RECEIVABLES—When a customer purchases a product or service, the selling business creates a receivable. This receivable remains outstanding until the customer pays the seller. In many businesses, the buyer uses a credit card when purchasing. In this case, the time to convert the sale into cash can be accelerated to a few days or perhaps even hours. However, many items can be purchased where the buyer and seller have agreed that payment will occur in a specified period of days.  In the US this convention requires the seller to make payment 30 days from the invoice date. This discussion will deal mainly with this type of transaction.

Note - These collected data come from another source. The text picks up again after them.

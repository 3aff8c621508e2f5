//! Per-record field checks. Nothing here fails: problems come back as data.

use regex::Regex;
use std::sync::OnceLock;

use crate::types::RequestRecord;

pub const ALLOWED_PRIORITIES: &[&str] = &["Low", "Medium", "High"];

pub const INVALID_EMAIL: &str = "Invalid email format";
pub const INVALID_PRIORITY: &str = "Invalid priority (must be Low/Medium/High)";

static EMAIL_RE: OnceLock<Regex> = OnceLock::new();

fn email_re() -> &'static Regex {
    EMAIL_RE.get_or_init(|| Regex::new(r"^[^\s@]+@[^\s@]+\.[^\s@]+$").expect("email regex"))
}

/// Required fields that are absent, null, or blank after trimming. Order follows `required`.
pub fn missing_fields<'a>(record: &RequestRecord, required: &[&'a str]) -> Vec<&'a str> {
    required
        .iter()
        .copied()
        .filter(|name| record.field(name).map_or(true, |v| v.trim().is_empty()))
        .collect()
}

pub fn email_valid(value: Option<&str>) -> bool {
    match value {
        Some(v) => email_re().is_match(v.trim()),
        None => false,
    }
}

/// Exact, case-sensitive match against [`ALLOWED_PRIORITIES`] after trimming.
pub fn priority_valid(value: Option<&str>) -> bool {
    value.map_or(false, |v| ALLOWED_PRIORITIES.contains(&v.trim()))
}

/// Human-readable issues for one record: missing fields, then email, then priority.
pub fn collect_issues(record: &RequestRecord, required: &[&str]) -> Vec<String> {
    let mut issues = Vec::new();
    let missing = missing_fields(record, required);
    if !missing.is_empty() {
        issues.push(format!("Missing fields: {}", missing.join(", ")));
    }
    if !email_valid(record.requester_email.as_deref()) {
        issues.push(INVALID_EMAIL.to_string());
    }
    if !priority_valid(record.priority.as_deref()) {
        issues.push(INVALID_PRIORITY.to_string());
    }
    issues
}
use std::fs::File;
use std::io::{BufWriter, Write};
use std::path::{Path, PathBuf};

/// Destination for run-log messages. Implementations add their own timestamp.
pub trait LogSink {
    fn line(&mut self, message: &str);
}

/// In-memory sink, used where the messages matter but the file does not.
impl LogSink for Vec<String> {
    fn line(&mut self, message: &str) {
        self.push(message.to_string());
    }
}

/// `[YYYY-MM-DD HH:MM:SS]` in local time.
pub fn timestamp() -> String {
    chrono::Local::now().format("%Y-%m-%d %H:%M:%S").to_string()
}

/// Run log file, truncated when opened and flushed when dropped.
pub struct RunLog {
    path: PathBuf,
    writer: BufWriter<File>,
}

impl RunLog {
    pub fn create(path: &Path) -> std::io::Result<Self> {
        let file = File::create(path)?;
        Ok(RunLog {
            path: path.to_path_buf(),
            writer: BufWriter::new(file),
        })
    }

    pub fn path(&self) -> &Path {
        &self.path
    }

    pub fn flush(&mut self) -> std::io::Result<()> {
        self.writer.flush()
    }
}

impl LogSink for RunLog {
    fn line(&mut self, message: &str) {
        if let Err(e) = writeln!(self.writer, "[{}] {}", timestamp(), message) {
            tracing::warn!(path = %self.path.display(), error = %e, "could not write run log line");
        }
    }
}

impl Drop for RunLog {
    fn drop(&mut self) {
        let _ = self.writer.flush();
    }
}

In effectively managing receivables the following should be considered.

  1. Invoice the customer quickly after the sale is made and record the sale in the record of the accounts receivable;
  2. On the invoice clearly identify the payment terms that have been negotiated with the buyer;
  3. Understand the procedures your customer uses in paying your invoice. This information can be critical if it is necessary to track the customer’s payment;
  4. Develop a method to track the customers’ payment timeliness. If the invoice becomes past due a maximum of five days call the customer and inquire when the payment will be made;
  5. If payments become more than 30 days past due, develop mechanisms to demand payment.

Develop a method to track the effectiveness of receivable management. A simple method is to calculate days sales receivable. This first step is to develop the average daily sales in a month. Then compare this daily average with the outstanding receivables balance at month end. In this formula, the total receivables are in the numerator and the average daily sales are in the denominator. The lower this number, the faster the business is converting sales into cash. If payment terms are 30 days for example, this calculated ratio should be close to 30 days.

PAYABLES—In order to operate a business, the company needs to buy the various materials, services and personnel it needs to run the business. The company’s vendors send invoices from which the company pays the vendor. Customer invoices generally require payment in 30 days. In effectively managing payables the following should be considered.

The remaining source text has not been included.